How is the industry fighting back?
The Payment Systems Regulator (PSR) previously issued a decision mandating that payment service providers (PSPs) be liable for any losses due to APP fraud on their platforms, split 50-50 between the PSP that sends and the PSP that receives the payment.
Further insights showed that 58% of respondents were aware of this change - this may seem low, but not all respondents are PSPs. Among those affected by the new rules, 70% are implementing a combination of measures of their own to help, including re-evaluating customers based on risk and reviewing incoming transactions.
Tordera said: “Time will tell whether these measures will be enough. That said, the currently proposed repayment threshold is disproportionate. Having to repay £415,000 could sink a small, innovative FinTech company, so we would recommend a top upper limit of £30,000. The average scam costs businesses £11,000, and members of the public £1,500, so £30,000 is still more than double the average scam for businesses and 20x the average scam for consumers. We are not contesting the principle of reimbursement, we just want this to align with the average scam.”
“The significant added pressure of these changes to the industry will illuminate competition and cause smaller PSPs - which consumers with more niche financial needs rely on - to fail. Many vulnerable consumers will be left unbanked for the same reason.”
The survey findings come as The Payments Association announced it had shared a Briefing Paper with the new interim MD of the PSR, David Geale, to highlight the community’s concerns and areas that would benefit from immediate attention. This followed the resignation of Chris Hemsley on 7th June, who was appointed managing director of the PSR in 2019.

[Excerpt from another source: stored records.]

use corejay::uri::{compose, decode_parts, encode_parts, join_strs, split, split_reference};

#[test]
fn splits_and_recomposes_a_full_uri() {
    let text = "https://user@example.com:8080/a/b?q=1#frag";
    let parts = split(text).unwrap();
    assert_eq!(compose(&parts), text);
}

#[test]
fn relative_reference_resolves_against_a_base() {
    let resolved = join_strs("http://example.com/a/b/c", "../g", true).unwrap();
    assert_eq!(resolved.to_string(), "http://example.com/a/g");
}

#[test]
fn reference_with_its_own_authority_replaces_the_base_entirely() {
    let resolved = join_strs("http://example.com/a/b", "//other.example/x", true).unwrap();
    assert_eq!(resolved.to_string(), "http://other.example/x");
}

#[test]
fn encoding_a_non_ascii_host_and_path_makes_it_ascii_safe() {
    let parts = split_reference("https://bücher.example/a b/c?x=y z").unwrap();
    let encoded = encode_parts(&parts);
    let authority = encoded.authority.as_ref().unwrap();
    assert_eq!(authority.host, "xn--bcher-kva.example");
    assert_eq!(encoded.path.segments, vec!["a%20b", "c"]);
    assert_eq!(encoded.query.as_deref(), Some("x=y%20z"));
}

#[test]
fn decoding_reverses_encoding() {
    let parts = split_reference("https://bücher.example/a b").unwrap();
    let encoded = encode_parts(&parts);
    let decoded = decode_parts(&encoded).unwrap();
    assert_eq!(decoded, parts);
}

#[test]
fn malformed_uri_without_a_scheme_is_rejected_as_a_uri() {
    assert!(split("//example.com/a").is_none());
    assert!(split_reference("//example.com/a").is_some());
}
use crate::error::PunycodeError;

use super::punycode;

const ACE_PREFIX: &str = "xn--";

/// Applies IDNA's ToASCII step to a host: each dot-separated label that
/// contains non-ASCII code points is Punycode-encoded and prefixed with
/// `xn--`; labels that are already ASCII pass through unchanged
/// (spec.md §4.4, "IDNA host encoding").
pub fn encode_host(host: &str) -> String {
    host.split('.')
        .map(|label| {
            if label.is_ascii() {
                label.to_string()
            } else {
                format!("{ACE_PREFIX}{}", punycode::encode(label))
            }
        })
        .collect::<Vec<_>>()
        .join(".")
}

/// Reverses [`encode_host`]: each label beginning `xn--` has that prefix
/// stripped and is Punycode-decoded; other labels pass through unchanged.
pub fn decode_host(host: &str) -> Result<String, PunycodeError> {
    host.split('.')
        .map(|label| match label.strip_prefix(ACE_PREFIX) {
            Some(rest) => punycode::decode(rest),
            None => Ok(label.to_string()),
        })
        .collect::<Result<Vec<_>, _>>()
        .map(|labels| labels.join("."))
}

The Payments Association understands the PSR is not inclined to concede any delay to the implementation of the rules nor listen to the industry’s demand of significantly lowering the £415,000 threshold. Nonetheless, The Payments Association will continue to demand change to these sets of rules that are set to significantly compromise competition, innovation and reduce the attractiveness of the UK jurisdiction when compared to the other global major players. It will demand the government to intervene in order to ensure regulation is set to boost growth and stifle the payments industry.